Your assignment.
Please report how many lines in the data underneath hold the word "AppError", with no other text.

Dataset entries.
"""

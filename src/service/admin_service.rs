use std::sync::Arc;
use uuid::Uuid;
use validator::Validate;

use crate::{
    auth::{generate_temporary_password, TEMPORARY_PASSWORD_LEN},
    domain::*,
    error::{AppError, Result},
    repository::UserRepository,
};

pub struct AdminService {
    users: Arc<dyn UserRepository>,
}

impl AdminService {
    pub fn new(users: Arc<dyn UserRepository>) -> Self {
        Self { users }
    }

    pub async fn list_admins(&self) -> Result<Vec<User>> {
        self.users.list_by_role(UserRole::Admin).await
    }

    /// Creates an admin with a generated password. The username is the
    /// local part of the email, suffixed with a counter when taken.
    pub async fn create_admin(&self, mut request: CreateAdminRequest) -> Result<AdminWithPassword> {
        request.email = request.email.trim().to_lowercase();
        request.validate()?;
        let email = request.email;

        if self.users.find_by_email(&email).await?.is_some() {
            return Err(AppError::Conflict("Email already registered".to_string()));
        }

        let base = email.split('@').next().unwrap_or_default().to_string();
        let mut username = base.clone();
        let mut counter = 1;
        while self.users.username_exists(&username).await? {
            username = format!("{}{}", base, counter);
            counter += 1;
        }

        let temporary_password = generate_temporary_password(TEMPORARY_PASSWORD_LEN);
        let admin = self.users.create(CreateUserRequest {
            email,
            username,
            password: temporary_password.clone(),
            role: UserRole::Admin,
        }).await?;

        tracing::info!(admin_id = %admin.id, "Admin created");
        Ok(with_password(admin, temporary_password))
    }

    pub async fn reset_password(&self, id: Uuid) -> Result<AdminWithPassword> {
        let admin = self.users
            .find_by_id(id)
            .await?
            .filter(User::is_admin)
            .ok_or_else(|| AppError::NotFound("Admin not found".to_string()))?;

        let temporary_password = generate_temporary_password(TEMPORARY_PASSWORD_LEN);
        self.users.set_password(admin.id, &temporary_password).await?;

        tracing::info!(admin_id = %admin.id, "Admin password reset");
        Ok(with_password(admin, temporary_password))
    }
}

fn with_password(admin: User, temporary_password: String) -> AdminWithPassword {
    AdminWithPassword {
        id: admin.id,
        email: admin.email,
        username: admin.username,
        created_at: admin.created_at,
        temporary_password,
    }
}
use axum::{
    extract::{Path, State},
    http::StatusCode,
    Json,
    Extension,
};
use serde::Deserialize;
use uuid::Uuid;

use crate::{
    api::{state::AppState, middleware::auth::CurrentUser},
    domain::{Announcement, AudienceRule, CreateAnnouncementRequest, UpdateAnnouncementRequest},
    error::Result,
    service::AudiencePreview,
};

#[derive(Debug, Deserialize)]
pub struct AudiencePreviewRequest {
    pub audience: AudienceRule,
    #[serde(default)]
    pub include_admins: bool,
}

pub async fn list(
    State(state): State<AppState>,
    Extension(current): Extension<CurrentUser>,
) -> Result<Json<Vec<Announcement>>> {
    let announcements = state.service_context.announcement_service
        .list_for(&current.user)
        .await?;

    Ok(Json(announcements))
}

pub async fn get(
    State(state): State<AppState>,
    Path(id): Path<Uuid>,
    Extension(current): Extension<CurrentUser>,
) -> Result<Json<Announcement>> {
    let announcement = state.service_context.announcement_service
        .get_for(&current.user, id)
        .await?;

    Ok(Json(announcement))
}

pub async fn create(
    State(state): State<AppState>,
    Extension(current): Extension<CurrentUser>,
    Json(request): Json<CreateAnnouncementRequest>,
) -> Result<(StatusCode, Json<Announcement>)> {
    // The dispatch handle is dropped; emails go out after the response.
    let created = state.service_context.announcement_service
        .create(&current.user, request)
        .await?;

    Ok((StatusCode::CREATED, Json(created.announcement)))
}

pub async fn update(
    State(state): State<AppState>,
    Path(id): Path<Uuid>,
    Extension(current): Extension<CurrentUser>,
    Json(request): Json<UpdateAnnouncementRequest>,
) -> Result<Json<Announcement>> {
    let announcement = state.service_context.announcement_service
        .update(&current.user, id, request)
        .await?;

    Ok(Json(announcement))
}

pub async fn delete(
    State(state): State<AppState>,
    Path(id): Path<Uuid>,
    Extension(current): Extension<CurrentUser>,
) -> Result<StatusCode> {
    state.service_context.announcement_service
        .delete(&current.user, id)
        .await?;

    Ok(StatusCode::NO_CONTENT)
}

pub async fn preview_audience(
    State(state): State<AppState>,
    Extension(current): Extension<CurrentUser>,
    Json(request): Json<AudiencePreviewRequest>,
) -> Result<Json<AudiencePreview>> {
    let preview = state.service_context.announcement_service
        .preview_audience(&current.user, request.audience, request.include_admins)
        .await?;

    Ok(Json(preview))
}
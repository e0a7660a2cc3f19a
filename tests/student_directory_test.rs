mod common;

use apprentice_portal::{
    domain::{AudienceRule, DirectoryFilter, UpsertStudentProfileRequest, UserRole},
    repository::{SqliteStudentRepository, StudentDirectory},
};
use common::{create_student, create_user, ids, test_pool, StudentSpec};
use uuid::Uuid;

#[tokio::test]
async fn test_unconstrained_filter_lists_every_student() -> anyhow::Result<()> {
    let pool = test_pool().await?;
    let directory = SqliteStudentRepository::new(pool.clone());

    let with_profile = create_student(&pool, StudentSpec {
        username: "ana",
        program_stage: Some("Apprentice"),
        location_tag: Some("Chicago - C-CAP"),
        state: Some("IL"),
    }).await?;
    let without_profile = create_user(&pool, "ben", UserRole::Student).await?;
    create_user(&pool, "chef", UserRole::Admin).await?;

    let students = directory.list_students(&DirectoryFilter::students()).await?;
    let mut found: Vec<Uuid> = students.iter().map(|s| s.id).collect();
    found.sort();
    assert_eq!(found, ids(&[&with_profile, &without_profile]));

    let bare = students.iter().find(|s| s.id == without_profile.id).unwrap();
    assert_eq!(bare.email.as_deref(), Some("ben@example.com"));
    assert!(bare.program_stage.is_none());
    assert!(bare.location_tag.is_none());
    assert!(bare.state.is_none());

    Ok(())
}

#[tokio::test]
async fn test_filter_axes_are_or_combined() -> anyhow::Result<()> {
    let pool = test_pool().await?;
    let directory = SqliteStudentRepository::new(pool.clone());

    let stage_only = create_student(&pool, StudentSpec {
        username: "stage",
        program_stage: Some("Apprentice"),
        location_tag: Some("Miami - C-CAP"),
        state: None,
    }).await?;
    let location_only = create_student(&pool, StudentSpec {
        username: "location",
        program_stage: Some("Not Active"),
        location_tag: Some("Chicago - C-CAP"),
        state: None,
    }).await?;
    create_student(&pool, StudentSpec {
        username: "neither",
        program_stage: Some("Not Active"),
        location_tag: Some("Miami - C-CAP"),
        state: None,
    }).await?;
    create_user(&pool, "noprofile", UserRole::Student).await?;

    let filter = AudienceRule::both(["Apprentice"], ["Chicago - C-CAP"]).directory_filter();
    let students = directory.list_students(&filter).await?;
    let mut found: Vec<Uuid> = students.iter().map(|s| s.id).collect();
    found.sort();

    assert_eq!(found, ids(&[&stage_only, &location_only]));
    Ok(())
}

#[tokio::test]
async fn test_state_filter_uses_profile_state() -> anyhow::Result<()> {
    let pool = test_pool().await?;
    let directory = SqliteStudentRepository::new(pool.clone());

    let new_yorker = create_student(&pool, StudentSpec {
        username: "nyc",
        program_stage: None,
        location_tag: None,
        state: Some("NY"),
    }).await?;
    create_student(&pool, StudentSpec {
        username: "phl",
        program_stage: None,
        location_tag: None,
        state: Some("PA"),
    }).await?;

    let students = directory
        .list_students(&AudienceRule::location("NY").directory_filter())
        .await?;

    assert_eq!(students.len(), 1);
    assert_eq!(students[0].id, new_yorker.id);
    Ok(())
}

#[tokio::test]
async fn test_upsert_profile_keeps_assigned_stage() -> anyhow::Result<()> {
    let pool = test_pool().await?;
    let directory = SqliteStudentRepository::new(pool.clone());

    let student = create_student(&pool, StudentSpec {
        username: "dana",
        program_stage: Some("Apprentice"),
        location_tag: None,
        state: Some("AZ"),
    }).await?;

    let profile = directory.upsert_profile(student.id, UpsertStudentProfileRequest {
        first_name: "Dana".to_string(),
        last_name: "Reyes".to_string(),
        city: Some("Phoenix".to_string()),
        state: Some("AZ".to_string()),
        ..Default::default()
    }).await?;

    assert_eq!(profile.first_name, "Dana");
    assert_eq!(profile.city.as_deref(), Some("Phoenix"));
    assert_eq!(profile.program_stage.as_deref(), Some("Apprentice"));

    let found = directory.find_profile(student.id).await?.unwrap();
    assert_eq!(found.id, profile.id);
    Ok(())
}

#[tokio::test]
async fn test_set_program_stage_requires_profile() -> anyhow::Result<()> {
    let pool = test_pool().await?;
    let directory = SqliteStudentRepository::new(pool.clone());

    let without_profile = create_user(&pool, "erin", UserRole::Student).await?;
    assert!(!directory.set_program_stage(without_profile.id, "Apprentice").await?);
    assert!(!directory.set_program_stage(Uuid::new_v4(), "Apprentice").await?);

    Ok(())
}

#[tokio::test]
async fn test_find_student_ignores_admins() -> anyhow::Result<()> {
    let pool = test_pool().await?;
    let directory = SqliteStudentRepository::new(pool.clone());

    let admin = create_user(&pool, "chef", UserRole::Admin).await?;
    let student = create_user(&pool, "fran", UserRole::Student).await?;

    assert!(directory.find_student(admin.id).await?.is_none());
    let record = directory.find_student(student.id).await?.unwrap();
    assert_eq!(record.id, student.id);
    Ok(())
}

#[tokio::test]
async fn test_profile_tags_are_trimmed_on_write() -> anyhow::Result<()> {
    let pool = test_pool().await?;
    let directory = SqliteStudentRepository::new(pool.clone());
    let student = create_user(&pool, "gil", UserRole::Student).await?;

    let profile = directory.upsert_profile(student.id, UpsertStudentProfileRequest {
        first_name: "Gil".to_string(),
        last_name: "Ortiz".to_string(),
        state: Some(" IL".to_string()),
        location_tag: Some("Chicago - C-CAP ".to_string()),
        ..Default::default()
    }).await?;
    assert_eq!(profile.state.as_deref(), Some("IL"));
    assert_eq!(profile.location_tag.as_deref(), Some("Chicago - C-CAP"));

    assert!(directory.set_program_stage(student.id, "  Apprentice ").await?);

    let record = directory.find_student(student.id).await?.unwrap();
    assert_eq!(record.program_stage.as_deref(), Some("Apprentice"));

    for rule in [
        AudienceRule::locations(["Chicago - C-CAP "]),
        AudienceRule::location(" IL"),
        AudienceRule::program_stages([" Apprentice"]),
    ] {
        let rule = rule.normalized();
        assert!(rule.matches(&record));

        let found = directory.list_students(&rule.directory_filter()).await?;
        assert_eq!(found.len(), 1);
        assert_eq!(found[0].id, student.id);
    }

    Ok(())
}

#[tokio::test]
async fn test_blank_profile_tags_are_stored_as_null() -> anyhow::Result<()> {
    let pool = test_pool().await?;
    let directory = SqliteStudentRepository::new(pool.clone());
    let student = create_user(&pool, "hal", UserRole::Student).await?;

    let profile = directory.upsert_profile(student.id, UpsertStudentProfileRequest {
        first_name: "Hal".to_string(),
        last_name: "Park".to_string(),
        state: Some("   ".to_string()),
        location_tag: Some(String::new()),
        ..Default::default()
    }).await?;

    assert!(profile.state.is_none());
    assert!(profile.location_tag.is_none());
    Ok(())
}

"""

Reply.
3